- _Work instruction_: Look through the listing underneath for "bearer", and copy every line that has it.

===== Information given

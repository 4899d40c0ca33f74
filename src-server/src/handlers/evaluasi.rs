//! Evaluation handlers.

use axum::{
    extract::{Query, State},
    response::{IntoResponse, Response},
    Json,
};
use reportify::{db::evaluation_repo, validate, Operation};
use serde::Deserialize;

use super::{created, filled};
use crate::{auth::Caller, body::JsonBody, error::ApiError, state::AppState};

#[derive(Debug, Deserialize)]
pub struct EvaluasiQuery {
    #[serde(rename = "dailyReportId", alias = "dailyreportId")]
    daily_report_id: Option<String>,
}

/// All evaluations, or those of `?dailyReportId=`.
pub async fn list(
    State(state): State<AppState>,
    Caller(caller): Caller,
    Query(query): Query<EvaluasiQuery>,
) -> Result<Response, ApiError> {
    caller.authorize(Operation::EvaluationRead)?;

    let evaluations = match filled(&query.daily_report_id).map(str::to_string) {
        Some(report_id) => {
            state
                .query(move |db| evaluation_repo::find_by_report(db, &report_id))
                .await?
        }
        None => state.query(evaluation_repo::find_all).await?,
    };
    Ok(Json(evaluations).into_response())
}

pub async fn create(
    State(state): State<AppState>,
    Caller(caller): Caller,
    JsonBody(body): JsonBody,
) -> Result<Response, ApiError> {
    caller.authorize(Operation::EvaluationCreate)?;
    let new = validate::new_evaluation(&body)?;

    let evaluation = state
        .query(move |db| evaluation_repo::insert(db, &new))
        .await?;
    Ok(created(evaluation))
}

pub async fn update(
    State(state): State<AppState>,
    Caller(caller): Caller,
    JsonBody(body): JsonBody,
) -> Result<Response, ApiError> {
    caller.authorize(Operation::EvaluationUpdate)?;
    let id = validate::record_id(&body)?;
    let patch = validate::evaluation_patch(&body)?;

    let evaluation = state
        .query(move |db| evaluation_repo::update(db, &id, &patch))
        .await?
        .ok_or_else(|| ApiError::not_found("Evaluasi not found"))?;
    Ok(Json(evaluation).into_response())
}
//! Process-wide log setup.

use reportify::config::{LogFormat, LoggingConfig};
use tracing_subscriber::{fmt, layer::SubscriberExt, EnvFilter};

use crate::error::ServerError;

const DEFAULT_FILTER: &str = "info,tower_http=debug";

/// Installs the global subscriber. `RUST_LOG` overrides the configured
/// filter. Records from the `log` facade are forwarded into tracing.
pub fn init_logging(config: &LoggingConfig) -> Result<(), ServerError> {
    tracing_log::LogTracer::init().map_err(|e| ServerError::Logging(e.to_string()))?;

    let filter = EnvFilter::try_from_default_env()
        .or_else(|_| EnvFilter::try_new(config.filter.as_deref().unwrap_or(DEFAULT_FILTER)))
        .unwrap_or_else(|_| EnvFilter::new(DEFAULT_FILTER));

    let (json, pretty) = match config.format {
        LogFormat::Json => (Some(fmt::layer().json()), None),
        LogFormat::Pretty => (None, Some(fmt::layer())),
    };

    let subscriber = tracing_subscriber::registry()
        .with(filter)
        .with(json)
        .with(pretty);

    tracing::subscriber::set_global_default(subscriber)
        .map_err(|e| ServerError::Logging(e.to_string()))
}
//! Schema migrations.
//!
//! Applied versions are recorded in a `_migrations` table; pending ones run
//! in order on every open. Column additions are checked against
//! `pragma_table_info` first so a hand-patched file can still be opened.

use rusqlite::Connection;

use super::error::DatabaseError;

struct Migration {
    version: u32,
    description: &'static str,
    sql: &'static str,
    kind: MigrationKind,
}

enum MigrationKind {
    Standard,
    /// ALTER TABLE ADD COLUMN, skipped when the column is already there.
    AddColumn {
        table: &'static str,
        column: &'static str,
    },
}

const MIGRATIONS: &[Migration] = &[
    Migration {
        version: 1,
        description: "create_accounts_table",
        sql: include_str!("sql/001_create_accounts.sql"),
        kind: MigrationKind::Standard,
    },
    Migration {
        version: 2,
        description: "create_supervisors_table",
        sql: include_str!("sql/002_create_supervisors.sql"),
        kind: MigrationKind::Standard,
    },
    Migration {
        version: 3,
        description: "create_students_table",
        sql: include_str!("sql/003_create_students.sql"),
        kind: MigrationKind::Standard,
    },
    Migration {
        version: 4,
        description: "create_daily_reports_tables",
        sql: include_str!("sql/004_create_daily_reports.sql"),
        kind: MigrationKind::Standard,
    },
    Migration {
        version: 5,
        description: "create_guidance_tables",
        sql: include_str!("sql/005_create_guidance_sessions.sql"),
        kind: MigrationKind::Standard,
    },
    Migration {
        version: 6,
        description: "create_evaluations_table",
        sql: include_str!("sql/006_create_evaluations.sql"),
        kind: MigrationKind::Standard,
    },
    Migration {
        version: 7,
        description: "add_jabatan_instansi_to_supervisors",
        sql: include_str!("sql/007_add_jabatan_instansi.sql"),
        kind: MigrationKind::AddColumn {
            table: "supervisors",
            column: "jabatan_instansi",
        },
    },
];

/// Brings the schema up to date. Each pending migration commits on its own
/// together with its `_migrations` row.
pub fn run_all(conn: &Connection) -> Result<(), DatabaseError> {
    conn.execute_batch(
        "CREATE TABLE IF NOT EXISTS _migrations (
            version INTEGER PRIMARY KEY,
            description TEXT NOT NULL,
            applied_at TEXT NOT NULL DEFAULT (datetime('now'))
        );",
    )?;

    let applied: u32 = conn.query_row(
        "SELECT IFNULL(MAX(version), 0) FROM _migrations",
        [],
        |row| row.get(0),
    )?;

    for migration in MIGRATIONS.iter().filter(|m| m.version > applied) {
        apply(conn, migration)?;
    }
    Ok(())
}

fn apply(conn: &Connection, migration: &Migration) -> Result<(), DatabaseError> {
    let tx = conn.unchecked_transaction()?;

    let skip = match &migration.kind {
        MigrationKind::Standard => false,
        MigrationKind::AddColumn { table, column } => column_exists(&tx, table, column)?,
    };
    if skip {
        log::info!(
            "Migration v{} ({}) already reflected in schema",
            migration.version,
            migration.description
        );
    } else {
        log::info!("Applying migration v{}: {}", migration.version, migration.description);
        tx.execute_batch(migration.sql)
            .map_err(|e| DatabaseError::Migration {
                version: migration.version,
                reason: e.to_string(),
            })?;
    }

    tx.execute(
        "INSERT INTO _migrations (version, description) VALUES (?1, ?2)",
        rusqlite::params![migration.version, migration.description],
    )?;
    tx.commit()?;
    Ok(())
}

fn column_exists(conn: &Connection, table: &str, column: &str) -> Result<bool, DatabaseError> {
    let count: u32 = conn.query_row(
        "SELECT COUNT(*) FROM pragma_table_info(?1) WHERE name = ?2",
        rusqlite::params![table, column],
        |row| row.get(0),
    )?;
    Ok(count > 0)
}
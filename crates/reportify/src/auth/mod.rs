//! Caller identity and authorization.
//!
//! Every request carries a bearer token that an [`IdentityProvider`]
//! verifies into an [`Identity`]. Authorization is then a lookup of the
//! caller's known roles in the [`Operation`] table, plus ownership checks
//! for student callers.

pub mod guard;
pub mod provider;
pub mod role;

use serde::Serialize;

pub use guard::{accessible_pages, guard, guard_path, landing_path, page_roles, GuardOutcome};
pub use provider::{IdentityProvider, KeycloakProvider, StaticIdentityProvider};
pub use role::{Operation, Role};

#[derive(Debug, thiserror::Error)]
pub enum AuthError {
    #[error("Missing bearer token")]
    MissingToken,

    #[error("Invalid or expired token")]
    InvalidToken,

    #[error("Role not permitted for {operation}")]
    Forbidden { operation: &'static str },

    #[error("Not permitted to act on behalf of another user")]
    NotOwner,

    #[error("Identity provider error: {0}")]
    Provider(String),
}

/// A verified caller.
#[derive(Debug, Clone, PartialEq, Serialize)]
pub struct Identity {
    pub email: String,
    pub nama: String,
    /// Role strings as issued, including ones the application ignores.
    #[serde(rename = "role")]
    pub raw_roles: Vec<String>,
}

impl Identity {
    pub fn new(email: impl Into<String>, nama: impl Into<String>, roles: &[&str]) -> Self {
        Self {
            email: email.into(),
            nama: nama.into(),
            raw_roles: roles.iter().map(|r| r.to_string()).collect(),
        }
    }

    pub fn roles(&self) -> Vec<Role> {
        Role::from_claims(&self.raw_roles)
    }

    pub fn has_role(&self, role: Role) -> bool {
        self.roles().contains(&role)
    }

    pub fn authorize(&self, operation: Operation) -> Result<(), AuthError> {
        if operation.permits(&self.roles()) {
            Ok(())
        } else {
            log::warn!(
                "Denied {} for {} (roles: {:?})",
                operation.name(),
                self.email,
                self.raw_roles
            );
            Err(AuthError::Forbidden {
                operation: operation.name(),
            })
        }
    }

    /// Whether the caller is limited to their own records: a student with
    /// no staff role.
    pub fn is_student_only(&self) -> bool {
        let roles = self.roles();
        roles.contains(&Role::Mahasiswa) && roles.iter().all(|r| *r == Role::Mahasiswa)
    }

    /// Rejects a student-only caller reading another user's records. Staff
    /// may read anyone's; writes go through [`Identity::ensure_self`].
    pub fn ensure_owner(&self, email: &str) -> Result<(), AuthError> {
        if self.is_student_only() && !self.email.eq_ignore_ascii_case(email) {
            return Err(AuthError::NotOwner);
        }
        Ok(())
    }

    /// Rejects any caller whose verified email differs from `email`.
    pub fn ensure_self(&self, email: &str) -> Result<(), AuthError> {
        if self.email.eq_ignore_ascii_case(email) {
            Ok(())
        } else {
            Err(AuthError::NotOwner)
        }
    }
}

==========

- _Result_:
//! Every request carries a bearer token that an [`IdentityProvider`]
    #[error("Missing bearer token")]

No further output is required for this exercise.